= WHAT YOU ARE ASKED TO DO =
Copy, from the material below, every line in which the word "loaded" can be found.

= DATA EXTRACTS =
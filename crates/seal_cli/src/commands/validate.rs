use anyhow::{Context, Result};
use seal_core::ValidationOptions;
use seal_parser::load_schema;
use seal_validator::{DataSource, load_data};
use tracing::info;

use crate::output::{self, OutputFormat, ReportSource};

pub async fn execute(
    schema_path: &str,
    data_path: &str,
    options: &ValidationOptions,
    format: OutputFormat,
) -> Result<()> {
    info!("Validating {} against {}", data_path, schema_path);
    info!("Raise on error: {}", options.raise_on_error);
    info!("Parallel: {}", options.parallel);

    let validator = load_schema(schema_path)
        .with_context(|| format!("Failed to load schema file: {}", schema_path))?;

    let source = load_data(data_path)
        .await
        .with_context(|| format!("Failed to load data file: {}", data_path))?;

    if format == OutputFormat::Text {
        output::print_info(&format!(
            "Schema loaded: {} field(s), {} constraint(s)",
            validator.fields().len(),
            validator.constraints().len()
        ));
        output::print_info(&format!(
            "Data loaded: {} row(s), {} column(s)",
            source.row_count(),
            source.schema().fields().len()
        ));
    }

    let files = ReportSource {
        schema: schema_path,
        data: data_path,
    };

    let passed = match validator.validate_with(&source, options) {
        Ok(result) => {
            output::print_validation_result(&result, &files, format)?;
            result.passed()
        }
        Err(error) => {
            output::print_validation_error(&error, &files, format)?;
            false
        }
    };

    if !passed {
        std::process::exit(1);
    }

    Ok(())
}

= OUTPUT FOR THIS EXERCISE =
            "Schema loaded: {} field(s), {} constraint(s)",
            "Data loaded: {} row(s), {} column(s)",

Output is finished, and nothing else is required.